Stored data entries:
<<<<
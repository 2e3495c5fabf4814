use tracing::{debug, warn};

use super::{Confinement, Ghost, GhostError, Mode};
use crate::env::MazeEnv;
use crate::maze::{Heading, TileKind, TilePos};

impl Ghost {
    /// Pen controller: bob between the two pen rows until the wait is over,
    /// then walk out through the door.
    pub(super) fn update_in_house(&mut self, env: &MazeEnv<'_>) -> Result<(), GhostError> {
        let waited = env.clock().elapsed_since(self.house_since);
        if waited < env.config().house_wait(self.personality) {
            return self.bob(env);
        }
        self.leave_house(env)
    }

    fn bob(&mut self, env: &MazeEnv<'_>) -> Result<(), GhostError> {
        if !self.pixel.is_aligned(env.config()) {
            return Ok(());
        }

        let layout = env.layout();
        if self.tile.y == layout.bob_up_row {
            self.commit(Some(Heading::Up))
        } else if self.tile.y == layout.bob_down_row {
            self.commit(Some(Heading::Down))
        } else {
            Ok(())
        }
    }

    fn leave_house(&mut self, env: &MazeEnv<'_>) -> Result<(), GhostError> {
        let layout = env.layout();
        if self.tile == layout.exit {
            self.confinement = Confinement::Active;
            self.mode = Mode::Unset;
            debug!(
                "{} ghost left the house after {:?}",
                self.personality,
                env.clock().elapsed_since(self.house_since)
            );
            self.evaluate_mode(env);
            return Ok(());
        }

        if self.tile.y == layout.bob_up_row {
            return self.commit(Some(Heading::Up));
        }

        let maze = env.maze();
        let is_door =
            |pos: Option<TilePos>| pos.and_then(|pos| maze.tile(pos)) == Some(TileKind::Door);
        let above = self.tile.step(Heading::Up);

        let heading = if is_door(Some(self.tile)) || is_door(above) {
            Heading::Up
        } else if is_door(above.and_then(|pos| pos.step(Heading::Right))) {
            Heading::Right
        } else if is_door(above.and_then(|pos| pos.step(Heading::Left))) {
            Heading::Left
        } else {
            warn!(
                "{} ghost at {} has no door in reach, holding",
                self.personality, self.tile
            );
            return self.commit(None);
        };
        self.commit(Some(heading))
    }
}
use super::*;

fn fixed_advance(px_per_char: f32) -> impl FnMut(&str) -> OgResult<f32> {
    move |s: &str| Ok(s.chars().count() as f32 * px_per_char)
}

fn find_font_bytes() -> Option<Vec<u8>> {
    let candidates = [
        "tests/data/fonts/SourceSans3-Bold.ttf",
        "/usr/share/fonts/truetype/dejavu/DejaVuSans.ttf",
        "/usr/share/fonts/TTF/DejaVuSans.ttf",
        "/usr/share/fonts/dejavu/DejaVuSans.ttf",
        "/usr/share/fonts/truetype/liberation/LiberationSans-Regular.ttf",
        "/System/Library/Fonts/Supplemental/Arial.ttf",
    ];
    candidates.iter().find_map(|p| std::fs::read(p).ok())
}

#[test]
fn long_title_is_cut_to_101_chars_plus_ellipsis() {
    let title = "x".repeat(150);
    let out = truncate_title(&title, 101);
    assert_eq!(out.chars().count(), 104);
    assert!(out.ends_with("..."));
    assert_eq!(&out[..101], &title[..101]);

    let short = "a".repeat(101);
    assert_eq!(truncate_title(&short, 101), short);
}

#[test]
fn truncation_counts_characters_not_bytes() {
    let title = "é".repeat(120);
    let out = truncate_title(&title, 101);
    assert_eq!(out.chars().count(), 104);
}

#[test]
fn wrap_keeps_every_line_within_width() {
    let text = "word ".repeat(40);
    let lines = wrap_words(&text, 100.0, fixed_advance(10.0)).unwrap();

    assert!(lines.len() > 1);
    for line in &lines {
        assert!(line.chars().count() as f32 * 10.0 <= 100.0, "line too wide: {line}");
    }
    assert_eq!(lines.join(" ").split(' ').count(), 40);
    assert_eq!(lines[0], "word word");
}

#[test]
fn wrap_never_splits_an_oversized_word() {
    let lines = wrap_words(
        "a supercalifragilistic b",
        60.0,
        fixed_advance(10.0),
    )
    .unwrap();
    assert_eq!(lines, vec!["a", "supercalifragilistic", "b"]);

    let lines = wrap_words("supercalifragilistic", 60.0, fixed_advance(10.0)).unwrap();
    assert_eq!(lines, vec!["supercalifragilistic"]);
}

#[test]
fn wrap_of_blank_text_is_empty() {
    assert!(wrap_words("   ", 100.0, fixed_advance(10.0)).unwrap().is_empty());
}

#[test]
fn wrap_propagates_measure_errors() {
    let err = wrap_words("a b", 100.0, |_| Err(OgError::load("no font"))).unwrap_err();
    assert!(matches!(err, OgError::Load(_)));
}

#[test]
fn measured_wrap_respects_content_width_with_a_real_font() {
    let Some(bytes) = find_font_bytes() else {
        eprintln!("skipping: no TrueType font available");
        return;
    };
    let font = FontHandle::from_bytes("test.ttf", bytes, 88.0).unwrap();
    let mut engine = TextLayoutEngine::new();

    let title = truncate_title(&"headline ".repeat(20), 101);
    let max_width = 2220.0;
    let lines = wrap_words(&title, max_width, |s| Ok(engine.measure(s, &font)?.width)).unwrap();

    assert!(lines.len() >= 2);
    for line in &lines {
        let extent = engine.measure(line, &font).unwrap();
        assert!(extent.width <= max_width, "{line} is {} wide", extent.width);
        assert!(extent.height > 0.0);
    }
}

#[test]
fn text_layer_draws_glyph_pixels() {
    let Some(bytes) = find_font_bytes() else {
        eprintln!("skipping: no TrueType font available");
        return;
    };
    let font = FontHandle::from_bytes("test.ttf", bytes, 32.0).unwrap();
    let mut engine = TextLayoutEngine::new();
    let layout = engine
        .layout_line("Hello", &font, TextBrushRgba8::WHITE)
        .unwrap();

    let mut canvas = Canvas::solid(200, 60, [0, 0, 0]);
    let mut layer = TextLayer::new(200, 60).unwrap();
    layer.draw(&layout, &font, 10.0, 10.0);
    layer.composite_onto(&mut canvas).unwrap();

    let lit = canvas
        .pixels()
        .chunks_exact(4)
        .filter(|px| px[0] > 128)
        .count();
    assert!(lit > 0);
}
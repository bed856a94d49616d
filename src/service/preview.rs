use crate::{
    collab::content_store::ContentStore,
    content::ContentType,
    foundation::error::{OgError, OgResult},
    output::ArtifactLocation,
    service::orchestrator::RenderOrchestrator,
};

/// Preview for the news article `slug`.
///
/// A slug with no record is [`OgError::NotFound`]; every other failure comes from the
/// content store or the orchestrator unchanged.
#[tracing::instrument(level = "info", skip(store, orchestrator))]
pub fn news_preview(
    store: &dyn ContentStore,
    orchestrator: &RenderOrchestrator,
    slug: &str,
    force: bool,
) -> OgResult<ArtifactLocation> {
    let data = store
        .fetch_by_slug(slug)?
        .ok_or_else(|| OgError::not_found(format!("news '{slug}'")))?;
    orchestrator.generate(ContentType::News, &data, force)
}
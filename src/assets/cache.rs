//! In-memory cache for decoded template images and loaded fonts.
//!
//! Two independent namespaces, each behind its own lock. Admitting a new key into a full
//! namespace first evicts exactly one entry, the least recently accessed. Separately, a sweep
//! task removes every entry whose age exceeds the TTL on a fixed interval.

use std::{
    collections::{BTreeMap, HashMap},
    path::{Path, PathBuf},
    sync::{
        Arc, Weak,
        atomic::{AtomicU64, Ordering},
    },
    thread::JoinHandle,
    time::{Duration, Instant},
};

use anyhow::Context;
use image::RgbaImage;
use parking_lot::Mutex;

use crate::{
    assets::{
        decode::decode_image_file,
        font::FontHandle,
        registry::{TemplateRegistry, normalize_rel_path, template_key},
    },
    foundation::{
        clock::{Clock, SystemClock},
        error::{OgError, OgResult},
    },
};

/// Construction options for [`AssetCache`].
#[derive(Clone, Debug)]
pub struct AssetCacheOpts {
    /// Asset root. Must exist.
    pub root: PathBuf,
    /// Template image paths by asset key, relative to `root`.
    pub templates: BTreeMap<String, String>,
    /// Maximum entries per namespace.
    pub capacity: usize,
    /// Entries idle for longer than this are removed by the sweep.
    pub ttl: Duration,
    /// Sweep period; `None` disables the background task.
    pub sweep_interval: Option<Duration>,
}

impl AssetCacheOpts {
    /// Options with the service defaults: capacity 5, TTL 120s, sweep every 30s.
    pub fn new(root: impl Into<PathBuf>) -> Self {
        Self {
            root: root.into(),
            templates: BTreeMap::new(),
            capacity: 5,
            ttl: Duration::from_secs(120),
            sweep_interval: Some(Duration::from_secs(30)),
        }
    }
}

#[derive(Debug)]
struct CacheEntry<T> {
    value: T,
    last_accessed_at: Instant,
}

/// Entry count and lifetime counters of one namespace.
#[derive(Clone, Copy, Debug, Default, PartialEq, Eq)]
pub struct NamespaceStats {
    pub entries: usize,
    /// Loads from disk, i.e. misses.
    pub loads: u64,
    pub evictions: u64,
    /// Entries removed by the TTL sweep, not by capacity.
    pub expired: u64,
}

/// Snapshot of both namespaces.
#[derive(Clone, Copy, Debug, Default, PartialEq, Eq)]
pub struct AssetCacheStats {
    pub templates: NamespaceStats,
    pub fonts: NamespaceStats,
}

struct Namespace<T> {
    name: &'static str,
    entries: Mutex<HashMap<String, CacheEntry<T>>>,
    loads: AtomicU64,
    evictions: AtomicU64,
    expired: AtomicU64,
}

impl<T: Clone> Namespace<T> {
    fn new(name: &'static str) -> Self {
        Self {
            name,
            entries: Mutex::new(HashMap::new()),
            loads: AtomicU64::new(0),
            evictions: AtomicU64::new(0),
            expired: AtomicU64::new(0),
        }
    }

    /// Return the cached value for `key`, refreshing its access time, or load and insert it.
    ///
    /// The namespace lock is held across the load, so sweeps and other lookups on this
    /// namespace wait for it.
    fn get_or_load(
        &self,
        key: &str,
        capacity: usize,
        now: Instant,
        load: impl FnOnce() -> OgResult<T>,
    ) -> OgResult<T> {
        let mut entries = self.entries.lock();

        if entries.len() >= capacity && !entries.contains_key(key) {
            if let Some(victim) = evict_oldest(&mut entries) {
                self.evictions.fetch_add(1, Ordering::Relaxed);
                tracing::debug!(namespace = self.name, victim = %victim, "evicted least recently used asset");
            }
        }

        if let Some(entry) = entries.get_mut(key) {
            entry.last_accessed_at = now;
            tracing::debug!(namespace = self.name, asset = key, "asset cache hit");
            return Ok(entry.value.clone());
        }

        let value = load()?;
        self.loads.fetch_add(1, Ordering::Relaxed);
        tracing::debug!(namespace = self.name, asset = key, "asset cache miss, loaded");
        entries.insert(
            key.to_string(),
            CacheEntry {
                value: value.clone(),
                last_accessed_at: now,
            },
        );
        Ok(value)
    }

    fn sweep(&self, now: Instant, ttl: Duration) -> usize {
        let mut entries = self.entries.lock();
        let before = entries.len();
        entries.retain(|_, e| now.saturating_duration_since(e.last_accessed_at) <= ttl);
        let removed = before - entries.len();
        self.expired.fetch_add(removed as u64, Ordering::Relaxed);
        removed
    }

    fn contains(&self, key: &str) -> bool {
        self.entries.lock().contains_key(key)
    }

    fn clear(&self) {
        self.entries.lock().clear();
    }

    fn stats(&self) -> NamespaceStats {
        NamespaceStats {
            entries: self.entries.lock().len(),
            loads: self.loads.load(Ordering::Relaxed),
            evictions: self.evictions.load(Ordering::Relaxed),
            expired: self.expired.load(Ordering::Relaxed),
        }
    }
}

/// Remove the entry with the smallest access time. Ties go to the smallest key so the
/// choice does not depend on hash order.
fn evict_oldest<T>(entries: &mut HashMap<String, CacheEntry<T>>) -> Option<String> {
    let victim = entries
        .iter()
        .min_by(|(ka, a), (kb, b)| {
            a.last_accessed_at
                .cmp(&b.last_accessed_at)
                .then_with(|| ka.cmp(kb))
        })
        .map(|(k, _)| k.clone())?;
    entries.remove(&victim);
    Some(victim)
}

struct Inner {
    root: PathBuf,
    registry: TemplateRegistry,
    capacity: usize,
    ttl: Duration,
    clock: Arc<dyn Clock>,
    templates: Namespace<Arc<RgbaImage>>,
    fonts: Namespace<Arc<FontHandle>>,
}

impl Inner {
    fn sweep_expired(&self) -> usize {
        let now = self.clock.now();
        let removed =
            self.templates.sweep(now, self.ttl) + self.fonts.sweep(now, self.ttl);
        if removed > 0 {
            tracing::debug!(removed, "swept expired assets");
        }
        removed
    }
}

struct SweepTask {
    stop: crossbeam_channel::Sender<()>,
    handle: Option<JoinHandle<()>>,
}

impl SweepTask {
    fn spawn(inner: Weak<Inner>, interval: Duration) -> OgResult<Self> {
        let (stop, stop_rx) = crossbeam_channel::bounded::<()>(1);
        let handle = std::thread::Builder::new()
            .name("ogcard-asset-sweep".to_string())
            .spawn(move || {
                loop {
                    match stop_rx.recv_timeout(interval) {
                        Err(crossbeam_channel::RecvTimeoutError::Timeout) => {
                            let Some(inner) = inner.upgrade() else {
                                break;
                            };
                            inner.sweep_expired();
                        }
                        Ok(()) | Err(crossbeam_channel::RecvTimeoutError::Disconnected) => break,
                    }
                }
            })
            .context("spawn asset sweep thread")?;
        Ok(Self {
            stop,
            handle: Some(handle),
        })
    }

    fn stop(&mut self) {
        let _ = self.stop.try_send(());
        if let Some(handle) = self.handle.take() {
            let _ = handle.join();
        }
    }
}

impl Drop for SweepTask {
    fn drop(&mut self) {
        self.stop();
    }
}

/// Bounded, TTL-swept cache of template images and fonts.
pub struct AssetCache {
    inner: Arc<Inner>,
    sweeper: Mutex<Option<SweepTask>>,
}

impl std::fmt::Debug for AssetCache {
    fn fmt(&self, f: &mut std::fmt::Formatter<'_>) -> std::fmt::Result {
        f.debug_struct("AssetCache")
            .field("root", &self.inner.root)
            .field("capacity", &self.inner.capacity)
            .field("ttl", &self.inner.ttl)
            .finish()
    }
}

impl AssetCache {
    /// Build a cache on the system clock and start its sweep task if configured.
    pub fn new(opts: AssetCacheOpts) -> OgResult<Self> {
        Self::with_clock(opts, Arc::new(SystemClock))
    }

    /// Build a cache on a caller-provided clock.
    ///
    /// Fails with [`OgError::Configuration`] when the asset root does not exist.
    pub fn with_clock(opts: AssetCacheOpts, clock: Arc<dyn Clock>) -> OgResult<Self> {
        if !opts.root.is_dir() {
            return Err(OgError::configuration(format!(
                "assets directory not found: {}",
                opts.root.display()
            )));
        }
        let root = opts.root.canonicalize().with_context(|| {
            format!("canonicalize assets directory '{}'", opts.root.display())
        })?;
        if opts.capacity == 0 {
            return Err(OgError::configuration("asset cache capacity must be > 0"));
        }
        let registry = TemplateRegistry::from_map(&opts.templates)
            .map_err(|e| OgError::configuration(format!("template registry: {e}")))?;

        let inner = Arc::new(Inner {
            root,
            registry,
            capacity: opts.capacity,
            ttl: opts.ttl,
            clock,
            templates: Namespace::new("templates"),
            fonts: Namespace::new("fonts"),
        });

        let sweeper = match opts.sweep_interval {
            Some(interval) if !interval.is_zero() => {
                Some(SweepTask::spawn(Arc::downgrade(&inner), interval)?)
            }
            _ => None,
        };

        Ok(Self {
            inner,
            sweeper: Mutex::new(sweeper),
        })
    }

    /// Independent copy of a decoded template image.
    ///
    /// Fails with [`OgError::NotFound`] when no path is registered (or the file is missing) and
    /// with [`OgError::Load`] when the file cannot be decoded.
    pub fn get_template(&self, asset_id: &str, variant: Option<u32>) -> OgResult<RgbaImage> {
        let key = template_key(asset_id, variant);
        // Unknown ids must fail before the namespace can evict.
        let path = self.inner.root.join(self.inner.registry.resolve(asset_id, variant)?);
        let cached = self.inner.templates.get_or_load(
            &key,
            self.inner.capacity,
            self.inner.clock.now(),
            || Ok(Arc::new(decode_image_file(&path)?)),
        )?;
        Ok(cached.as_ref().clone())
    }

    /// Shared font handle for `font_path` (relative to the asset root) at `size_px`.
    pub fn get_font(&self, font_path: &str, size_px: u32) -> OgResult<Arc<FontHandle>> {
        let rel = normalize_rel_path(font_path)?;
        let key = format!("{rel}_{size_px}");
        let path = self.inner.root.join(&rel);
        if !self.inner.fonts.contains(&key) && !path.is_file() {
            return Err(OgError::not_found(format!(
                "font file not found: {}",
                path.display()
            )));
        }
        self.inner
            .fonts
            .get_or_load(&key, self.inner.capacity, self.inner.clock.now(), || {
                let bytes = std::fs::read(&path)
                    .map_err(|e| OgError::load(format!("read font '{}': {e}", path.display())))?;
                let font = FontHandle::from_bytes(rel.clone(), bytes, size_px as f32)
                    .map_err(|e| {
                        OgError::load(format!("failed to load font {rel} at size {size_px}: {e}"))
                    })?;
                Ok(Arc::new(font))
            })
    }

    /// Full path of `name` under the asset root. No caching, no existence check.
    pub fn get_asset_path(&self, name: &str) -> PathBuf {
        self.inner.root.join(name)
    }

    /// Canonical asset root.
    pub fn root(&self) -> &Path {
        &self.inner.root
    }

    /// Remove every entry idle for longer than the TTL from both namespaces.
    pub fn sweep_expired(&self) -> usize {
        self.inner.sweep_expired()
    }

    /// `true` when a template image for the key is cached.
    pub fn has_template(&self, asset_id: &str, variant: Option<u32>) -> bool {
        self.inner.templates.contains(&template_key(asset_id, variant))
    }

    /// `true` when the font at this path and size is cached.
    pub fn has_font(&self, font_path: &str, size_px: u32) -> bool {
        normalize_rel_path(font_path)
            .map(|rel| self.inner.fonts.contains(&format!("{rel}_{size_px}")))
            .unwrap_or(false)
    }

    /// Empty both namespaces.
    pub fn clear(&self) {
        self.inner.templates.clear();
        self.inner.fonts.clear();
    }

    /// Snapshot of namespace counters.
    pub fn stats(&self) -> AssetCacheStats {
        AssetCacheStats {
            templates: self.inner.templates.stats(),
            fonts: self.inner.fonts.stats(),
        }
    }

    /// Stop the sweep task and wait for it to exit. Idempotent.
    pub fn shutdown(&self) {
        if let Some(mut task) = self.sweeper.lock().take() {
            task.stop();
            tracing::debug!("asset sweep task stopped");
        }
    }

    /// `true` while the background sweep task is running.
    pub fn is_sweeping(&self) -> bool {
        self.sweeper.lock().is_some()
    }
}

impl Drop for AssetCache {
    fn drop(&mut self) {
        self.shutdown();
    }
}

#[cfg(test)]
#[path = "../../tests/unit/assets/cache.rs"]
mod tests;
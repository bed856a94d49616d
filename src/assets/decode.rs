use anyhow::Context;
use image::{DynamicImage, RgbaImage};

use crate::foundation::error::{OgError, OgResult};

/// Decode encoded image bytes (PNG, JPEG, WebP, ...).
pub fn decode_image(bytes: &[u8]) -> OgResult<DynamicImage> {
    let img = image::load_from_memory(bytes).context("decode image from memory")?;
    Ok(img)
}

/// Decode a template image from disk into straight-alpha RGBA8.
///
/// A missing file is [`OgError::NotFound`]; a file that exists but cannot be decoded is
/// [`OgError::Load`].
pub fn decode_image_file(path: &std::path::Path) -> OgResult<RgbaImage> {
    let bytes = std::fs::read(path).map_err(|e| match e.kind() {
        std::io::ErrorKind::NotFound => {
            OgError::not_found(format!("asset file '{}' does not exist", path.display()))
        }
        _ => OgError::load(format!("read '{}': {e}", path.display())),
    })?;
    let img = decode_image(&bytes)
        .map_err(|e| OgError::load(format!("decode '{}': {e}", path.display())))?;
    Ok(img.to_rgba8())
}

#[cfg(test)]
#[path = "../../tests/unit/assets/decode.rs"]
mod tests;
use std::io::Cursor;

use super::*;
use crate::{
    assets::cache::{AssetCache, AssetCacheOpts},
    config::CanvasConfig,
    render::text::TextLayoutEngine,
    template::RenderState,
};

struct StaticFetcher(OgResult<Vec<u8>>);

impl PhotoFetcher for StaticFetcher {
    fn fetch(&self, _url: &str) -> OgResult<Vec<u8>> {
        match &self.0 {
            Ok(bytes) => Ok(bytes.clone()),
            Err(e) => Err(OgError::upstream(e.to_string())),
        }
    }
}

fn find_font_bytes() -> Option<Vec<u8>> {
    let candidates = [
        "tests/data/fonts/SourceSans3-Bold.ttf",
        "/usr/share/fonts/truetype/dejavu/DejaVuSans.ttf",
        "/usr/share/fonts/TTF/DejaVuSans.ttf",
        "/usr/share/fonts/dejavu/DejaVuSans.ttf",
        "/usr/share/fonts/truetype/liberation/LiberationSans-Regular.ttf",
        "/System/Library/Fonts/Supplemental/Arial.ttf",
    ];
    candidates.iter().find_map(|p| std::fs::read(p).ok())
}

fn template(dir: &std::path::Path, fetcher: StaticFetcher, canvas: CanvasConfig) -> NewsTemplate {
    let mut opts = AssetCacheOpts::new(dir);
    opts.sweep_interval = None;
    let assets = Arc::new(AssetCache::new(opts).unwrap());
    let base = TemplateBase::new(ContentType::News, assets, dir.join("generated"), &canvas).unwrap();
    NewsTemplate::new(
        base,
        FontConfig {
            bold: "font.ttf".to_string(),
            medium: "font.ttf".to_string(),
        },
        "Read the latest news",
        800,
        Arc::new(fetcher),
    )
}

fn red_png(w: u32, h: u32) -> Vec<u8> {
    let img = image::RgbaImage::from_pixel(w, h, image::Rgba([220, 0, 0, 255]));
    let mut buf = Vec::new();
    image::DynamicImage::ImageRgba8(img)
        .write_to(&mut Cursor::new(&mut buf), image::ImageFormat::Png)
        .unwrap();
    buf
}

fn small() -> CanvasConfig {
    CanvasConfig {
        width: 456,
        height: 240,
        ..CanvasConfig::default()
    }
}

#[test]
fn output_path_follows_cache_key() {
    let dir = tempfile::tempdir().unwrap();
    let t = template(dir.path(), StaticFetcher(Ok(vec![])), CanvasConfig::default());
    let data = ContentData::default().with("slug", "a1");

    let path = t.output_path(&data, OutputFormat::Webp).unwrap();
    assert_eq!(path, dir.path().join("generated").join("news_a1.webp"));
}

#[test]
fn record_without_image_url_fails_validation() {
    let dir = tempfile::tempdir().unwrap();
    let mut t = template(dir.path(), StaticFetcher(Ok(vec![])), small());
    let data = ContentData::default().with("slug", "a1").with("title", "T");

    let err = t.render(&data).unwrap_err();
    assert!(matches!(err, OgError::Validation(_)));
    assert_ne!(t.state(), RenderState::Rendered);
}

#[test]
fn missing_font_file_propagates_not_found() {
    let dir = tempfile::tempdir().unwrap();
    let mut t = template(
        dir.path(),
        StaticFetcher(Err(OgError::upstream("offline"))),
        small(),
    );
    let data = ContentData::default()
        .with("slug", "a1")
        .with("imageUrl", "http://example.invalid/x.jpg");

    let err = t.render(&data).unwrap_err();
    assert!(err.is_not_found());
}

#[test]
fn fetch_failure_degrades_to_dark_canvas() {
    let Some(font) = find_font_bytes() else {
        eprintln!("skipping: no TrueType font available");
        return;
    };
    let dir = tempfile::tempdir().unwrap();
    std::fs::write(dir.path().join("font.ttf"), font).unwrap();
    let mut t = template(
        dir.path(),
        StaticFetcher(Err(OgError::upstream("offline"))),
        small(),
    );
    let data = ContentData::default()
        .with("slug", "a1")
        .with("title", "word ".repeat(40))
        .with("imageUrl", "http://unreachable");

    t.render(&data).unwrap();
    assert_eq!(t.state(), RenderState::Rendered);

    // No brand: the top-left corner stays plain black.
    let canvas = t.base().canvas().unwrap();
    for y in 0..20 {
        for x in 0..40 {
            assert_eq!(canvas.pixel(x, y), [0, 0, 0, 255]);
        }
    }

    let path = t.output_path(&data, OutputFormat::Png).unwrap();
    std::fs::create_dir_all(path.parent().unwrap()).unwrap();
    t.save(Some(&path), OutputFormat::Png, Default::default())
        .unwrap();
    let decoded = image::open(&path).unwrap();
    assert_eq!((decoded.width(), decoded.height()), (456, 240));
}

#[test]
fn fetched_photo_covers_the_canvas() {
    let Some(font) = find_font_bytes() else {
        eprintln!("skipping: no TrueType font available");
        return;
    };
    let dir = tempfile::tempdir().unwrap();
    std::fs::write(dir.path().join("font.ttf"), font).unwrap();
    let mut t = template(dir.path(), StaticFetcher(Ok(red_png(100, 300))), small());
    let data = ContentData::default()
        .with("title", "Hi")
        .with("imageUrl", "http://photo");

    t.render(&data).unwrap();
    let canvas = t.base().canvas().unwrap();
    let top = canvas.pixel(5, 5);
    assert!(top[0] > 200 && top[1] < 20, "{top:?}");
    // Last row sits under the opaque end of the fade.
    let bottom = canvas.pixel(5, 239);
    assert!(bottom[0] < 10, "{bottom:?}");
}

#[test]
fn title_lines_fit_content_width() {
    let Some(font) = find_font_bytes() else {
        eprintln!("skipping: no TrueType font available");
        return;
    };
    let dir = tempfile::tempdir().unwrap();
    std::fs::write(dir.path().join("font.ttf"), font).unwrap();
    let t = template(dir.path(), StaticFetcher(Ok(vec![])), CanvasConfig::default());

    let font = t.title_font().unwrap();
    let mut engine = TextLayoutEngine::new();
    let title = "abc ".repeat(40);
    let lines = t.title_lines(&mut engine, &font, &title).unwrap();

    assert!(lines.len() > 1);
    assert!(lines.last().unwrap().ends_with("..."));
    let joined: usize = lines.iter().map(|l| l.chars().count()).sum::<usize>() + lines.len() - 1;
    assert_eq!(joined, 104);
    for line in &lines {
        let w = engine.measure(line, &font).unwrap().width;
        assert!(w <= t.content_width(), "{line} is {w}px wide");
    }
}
>>>>
Work request :: Nothing but a number should be given: the count of lines in the records that contain the word "victim".

Response for this exercise :: 5